Joe Lovano started playing the saxophone aged five. Soon he was sitting in on his saxophonist father’s gigs and, still in his teens, had started a long association with the big bands of Woody Herman and Mel Lewis. It is a traditional grounding given Lovano’s eclectic interests – third- stream experimentalism, edgy avant-funk and his own Italian-American heritage are all in the mix – but it welds everything into a coherent whole and marks him as a genuine stylist on the tenor sax.

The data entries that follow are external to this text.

//! Wire payload to canonical entity mapping.
//!
//! Every function takes one raw `content[]` element and never fails the
//! batch: decoding and normalization problems come back as a
//! [`marketsync_engine::Error::RecordMapping`] for that element.

use super::types::*;
use marketsync_engine::normalize::{self, FieldError};
use marketsync_engine::{
    merge_children, AttributeValue, Brand, Category, CategoryAttribute, Claim, ClaimItem,
    ClaimLineGroup, Error, Mapped, Order, OrderLine, PlatformId, ProductAttribute, ProductVariant,
    ProductVariantDetail, Question, Transaction,
};
use serde::de::DeserializeOwned;
use serde_json::Value;

/// Human-readable record label used in mapping errors.
fn label(kind: &str, raw: &Value, id_field: &str) -> String {
    match raw.get(id_field).and_then(text) {
        Some(id) => format!("{kind} {id}"),
        None => format!("{kind} without {id_field}"),
    }
}

fn decode<T: DeserializeOwned>(label: &str, raw: Value) -> Mapped<T> {
    serde_json::from_value(raw).map_err(|e| Error::mapping(label, e.to_string()))
}

/// Optional free-text or numeric identifier as a trimmed string.
fn text(value: &Value) -> Option<String> {
    match value {
        Value::String(s) if !s.trim().is_empty() => Some(s.trim().to_string()),
        Value::Number(n) => Some(n.to_string()),
        _ => None,
    }
}

fn full_name(first: Option<String>, last: Option<String>) -> String {
    [first, last]
        .into_iter()
        .flatten()
        .map(|part| part.trim().to_string())
        .filter(|part| !part.is_empty())
        .collect::<Vec<_>>()
        .join(" ")
}

pub(crate) fn order(platform: &PlatformId, raw: Value) -> Mapped<Order> {
    let label = label("order", &raw, "orderNumber");
    let fail = |e: FieldError| Error::mapping(label.as_str(), e.to_string());
    let wire: WireOrder = decode(&label, raw)?;

    let lines = wire
        .lines
        .into_iter()
        .map(order_line)
        .collect::<Result<Vec<_>, _>>()
        .map_err(fail)?;

    let status = wire.status.or(wire.shipment_package_status).unwrap_or_default();

    Ok(Order {
        platform: platform.clone(),
        order_number: normalize::id_value("orderNumber", &wire.order_number).map_err(fail)?,
        package_id: text(&wire.id),
        customer_name: full_name(wire.customer_first_name, wire.customer_last_name),
        customer_email: wire.customer_email,
        status: normalize::order_status(&status),
        currency: wire.currency_code.unwrap_or_else(|| "TRY".to_string()),
        gross_amount: normalize::decimal_value("grossAmount", &wire.gross_amount).map_err(fail)?,
        total_discount: normalize::decimal_value("totalDiscount", &wire.total_discount)
            .map_err(fail)?,
        total_price: normalize::decimal_value("totalPrice", &wire.total_price).map_err(fail)?,
        order_date: normalize::timestamp_value("orderDate", &wire.order_date).map_err(fail)?,
        last_modified: normalize::optional_timestamp_value(
            "lastModifiedDate",
            &wire.last_modified_date,
        )
        .map_err(fail)?,
        cargo_provider: wire.cargo_provider_name,
        cargo_tracking_number: text(&wire.cargo_tracking_number),
        shipping_city: wire.shipment_address.and_then(|a| a.city),
        lines,
    })
}

fn order_line(line: WireOrderLine) -> Result<OrderLine, FieldError> {
    Ok(OrderLine {
        line_id: normalize::id_value("lines.id", &line.id)?,
        product_name: line.product_name.unwrap_or_default(),
        barcode: line.barcode,
        merchant_sku: line.merchant_sku,
        quantity: normalize::integer_value("lines.quantity", &line.quantity)?,
        unit_price: normalize::decimal_value("lines.price", &line.price)?,
        amount: normalize::decimal_value("lines.amount", &line.amount)?,
        discount: normalize::decimal_value("lines.discount", &line.discount)?,
        color: line.product_color,
        size: line.product_size,
        status: normalize::order_status(
            line.order_line_item_status_name
                .as_deref()
                .unwrap_or_default(),
        ),
    })
}

pub(crate) fn product_variant(platform: &PlatformId, raw: Value) -> Mapped<ProductVariant> {
    let label = label("product", &raw, "productMainId");
    let fail = |e: FieldError| Error::mapping(label.as_str(), e.to_string());
    let wire: WireProduct = decode(&label, raw)?;

    // Older payloads omit the variant id; the barcode is unique per variant.
    let external_id = match text(&wire.id) {
        Some(id) => id,
        None => normalize::non_empty("barcode", wire.barcode.as_deref().unwrap_or_default())
            .map_err(fail)?,
    };

    let detail = ProductVariantDetail {
        external_id,
        barcode: wire.barcode,
        stock_code: wire.stock_code,
        quantity: normalize::integer_value("quantity", &wire.quantity).map_err(fail)?,
        list_price: normalize::decimal_value("listPrice", &wire.list_price).map_err(fail)?,
        sale_price: normalize::decimal_value("salePrice", &wire.sale_price).map_err(fail)?,
        vat_rate: normalize::decimal_value("vatRate", &wire.vat_rate).map_err(fail)?,
        approved: wire.approved,
        archived: wire.archived,
        on_sale: wire.on_sale,
        images: wire.images.into_iter().map(|i| i.url).collect(),
        attributes: wire
            .attributes
            .into_iter()
            .filter_map(|a| {
                Some(ProductAttribute {
                    name: a.attribute_name?,
                    value: text(&a.attribute_value).unwrap_or_default(),
                })
            })
            .collect(),
    };

    Ok(ProductVariant {
        platform: platform.clone(),
        product_main_id: normalize::id_value("productMainId", &wire.product_main_id)
            .map_err(fail)?,
        title: wire.title.unwrap_or_default(),
        subtitle: None,
        description: wire.description,
        brand: wire.brand,
        category: wire.category_name,
        detail,
    })
}

pub(crate) fn claim(platform: &PlatformId, raw: Value) -> Mapped<Claim> {
    let label = label("claim", &raw, "id");
    let fail = |e: FieldError| Error::mapping(label.as_str(), e.to_string());
    let wire: WireClaim = decode(&label, raw)?;

    // A claim can list the same order line more than once; fold those together.
    let mut line_groups: Vec<ClaimLineGroup> = Vec::new();
    for line in wire.items {
        let group = claim_line(line).map_err(fail)?;
        merge_children(&mut line_groups, vec![group]);
    }

    Ok(Claim {
        platform: platform.clone(),
        claim_id: normalize::id_value("id", &wire.id).map_err(fail)?,
        order_number: normalize::id_value("orderNumber", &wire.order_number).map_err(fail)?,
        customer_name: full_name(wire.customer_first_name, wire.customer_last_name),
        order_date: normalize::optional_timestamp_value("orderDate", &wire.order_date)
            .map_err(fail)?,
        claim_date: normalize::timestamp_value("claimDate", &wire.claim_date).map_err(fail)?,
        cargo_provider: wire.cargo_provider_name,
        cargo_tracking_number: text(&wire.cargo_tracking_number),
        line_groups,
    })
}

fn claim_line(line: WireClaimLine) -> Result<ClaimLineGroup, FieldError> {
    let items = line
        .claim_items
        .into_iter()
        .map(|item| -> Result<ClaimItem, FieldError> {
            Ok(ClaimItem {
                claim_item_id: normalize::id_value("claimItems.id", &item.id)?,
                reason: item.customer_claim_item_reason.and_then(|r| r.name),
                status: normalize::claim_status(
                    item.claim_item_status
                        .and_then(|s| s.name)
                        .as_deref()
                        .unwrap_or_default(),
                ),
                customer_note: item.customer_note,
                resolved: item.resolved,
            })
        })
        .collect::<Result<Vec<_>, FieldError>>()?;

    Ok(ClaimLineGroup {
        order_line_id: normalize::id_value("orderLine.id", &line.order_line.id)?,
        product_name: line.order_line.product_name.unwrap_or_default(),
        barcode: line.order_line.barcode,
        merchant_sku: line.order_line.merchant_sku,
        price: normalize::decimal_value("orderLine.price", &line.order_line.price)?,
        items,
    })
}

pub(crate) fn transaction(platform: &PlatformId, raw: Value) -> Mapped<Transaction> {
    let label = label("settlement", &raw, "id");
    let fail = |e: FieldError| Error::mapping(label.as_str(), e.to_string());
    let wire: WireSettlement = decode(&label, raw)?;

    Ok(Transaction {
        platform: platform.clone(),
        transaction_id: normalize::id_value("id", &wire.id).map_err(fail)?,
        transaction_type: wire.transaction_type.unwrap_or_default(),
        transaction_date: normalize::timestamp_value("transactionDate", &wire.transaction_date)
            .map_err(fail)?,
        order_number: text(&wire.order_number),
        barcode: wire.barcode,
        description: wire.description,
        debt: normalize::decimal_value("debt", &wire.debt).map_err(fail)?,
        credit: normalize::decimal_value("credit", &wire.credit).map_err(fail)?,
        commission_rate: normalize::decimal_value("commissionRate", &wire.commission_rate)
            .map_err(fail)?,
        commission_amount: normalize::decimal_value("commissionAmount", &wire.commission_amount)
            .map_err(fail)?,
        seller_revenue: normalize::decimal_value("sellerRevenue", &wire.seller_revenue)
            .map_err(fail)?,
        payment_date: normalize::optional_timestamp_value("paymentDate", &wire.payment_date)
            .map_err(fail)?,
    })
}

pub(crate) fn question(platform: &PlatformId, raw: Value) -> Mapped<Question> {
    let label = label("question", &raw, "id");
    let fail = |e: FieldError| Error::mapping(label.as_str(), e.to_string());
    let wire: WireQuestion = decode(&label, raw)?;

    let (answer, answered_at) = match wire.answer {
        Some(answer) => (
            answer.text,
            normalize::optional_timestamp_value("answer.creationDate", &answer.creation_date)
                .map_err(fail)?,
        ),
        None => (None, None),
    };

    Ok(Question {
        platform: platform.clone(),
        question_id: normalize::id_value("id", &wire.id).map_err(fail)?,
        text: wire.text.unwrap_or_default(),
        customer_name: wire.user_name,
        product_name: wire.product_name,
        product_main_id: text(&wire.product_main_id),
        status: normalize::question_status(wire.status.as_deref().unwrap_or_default()),
        created_at: normalize::timestamp_value("creationDate", &wire.creation_date).map_err(fail)?,
        answer,
        answered_at,
        public: wire.public,
    })
}

pub(crate) fn brand(platform: &PlatformId, raw: Value) -> Mapped<Brand> {
    let label = label("brand", &raw, "id");
    let fail = |e: FieldError| Error::mapping(label.as_str(), e.to_string());
    let wire: WireNamed = decode(&label, raw)?;

    Ok(Brand {
        platform: platform.clone(),
        name: normalize::non_empty("name", wire.name.as_deref().unwrap_or_default())
            .map_err(fail)?,
        brand_id: text(&wire.id),
    })
}

/// Categories nested deeper than this are reported instead of visited.
const MAX_CATEGORY_DEPTH: usize = 32;

/// Flatten a category tree depth-first, parents before their children.
///
/// A node that cannot be decoded is reported once and its subtree is lost; a
/// node with a bad id is reported but its children are still visited. A node
/// without `parentId` takes the id of the node it is nested in.
pub(crate) fn category_tree(
    platform: &PlatformId,
    nodes: Vec<Value>,
    out: &mut Vec<Mapped<Category>>,
) {
    flatten_categories(platform, nodes, None, 0, out);
}

fn flatten_categories(
    platform: &PlatformId,
    nodes: Vec<Value>,
    parent: Option<&str>,
    depth: usize,
    out: &mut Vec<Mapped<Category>>,
) {
    for raw in nodes {
        let label = label("category", &raw, "id");
        if depth >= MAX_CATEGORY_DEPTH {
            out.push(Err(Error::mapping(
                label.as_str(),
                format!("nested deeper than {MAX_CATEGORY_DEPTH} levels"),
            )));
            continue;
        }

        let wire: WireCategory = match decode(&label, raw) {
            Ok(wire) => wire,
            Err(err) => {
                out.push(Err(err));
                continue;
            }
        };

        let category = normalize::id_value("id", &wire.id)
            .map(|category_id| Category {
                platform: platform.clone(),
                category_id,
                name: wire.name.unwrap_or_default(),
                parent_id: text(&wire.parent_id).or_else(|| parent.map(str::to_string)),
                attributes: Vec::new(),
            })
            .map_err(|e| Error::mapping(label.as_str(), e.to_string()));
        let id = category.as_ref().ok().map(|c| c.category_id.clone());
        out.push(category);

        flatten_categories(platform, wire.sub_categories, id.as_deref(), depth + 1, out);
    }
}

pub(crate) fn category_attributes(platform: &PlatformId, raw: Value) -> Mapped<Category> {
    let label = label("category", &raw, "id");
    let fail = |e: FieldError| Error::mapping(label.as_str(), e.to_string());
    let wire: WireCategoryAttributes = decode(&label, raw)?;

    let attributes = wire
        .category_attributes
        .into_iter()
        .map(|a| -> Result<CategoryAttribute, FieldError> {
            Ok(CategoryAttribute {
                attribute_id: normalize::id_value("attribute.id", &a.attribute.id)?,
                name: a.attribute.name.unwrap_or_default(),
                required: a.required,
                allow_custom: a.allow_custom,
                varianter: a.varianter,
                values: a
                    .attribute_values
                    .into_iter()
                    .filter_map(|v| {
                        Some(AttributeValue {
                            id: text(&v.id)?,
                            name: v.name.unwrap_or_default(),
                        })
                    })
                    .collect(),
            })
        })
        .collect::<Result<Vec<_>, FieldError>>()
        .map_err(fail)?;

    Ok(Category {
        platform: platform.clone(),
        category_id: normalize::id_value("id", &wire.id).map_err(fail)?,
        name: wire.display_name.or(wire.name).unwrap_or_default(),
        parent_id: None,
        attributes,
    })
}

At this Barbican gig, Lovano’s pot-pourri of jazz history reverberated through every facet of his music, from solos which darted from fleet-fingered lyricism to growling harmonics, through the warm textures of the five-piece brass section to the very sound of his tenor sax – he gives the sensuous rasp of pre-war swing an airy upper register and then throws in a dash of free-form screeching.

Opening with Tad Dameron’s 1940s’ classic “On A Misty Night”, there was a strong echo of post-war New York cool throughout the two-hour set – Gunther Schuller’s “Birth of the Cool Suite” was a centrepiece – but there was also modal free-form with a huddle of competing saxophones and an everybody-has-a-go finale based on the blues. Although other soloists had space – sharp-toned alto sax and flighty trumpet stood out – Lovano’s emotionally committed playing had centre-stage.

The real magic of the evening, however, came from the opening set by 84-year-old Belgian harmonica player Toots Thielemans, making his first professional UK appearance since his 1949 gig with Benny Goodman. Here he delivered an impressionist repertoire with the scampering virtuosity of be-bop and the poignant tone of a bandoleon, accompanied only by Fred Hersch’s empathetic grand piano. As the musical dialogue evolved, Thielemans, perched on a bar stool, swaying with sheer intensity of expression, played with an emotional force and intellectual rigour that not even Lovano could match.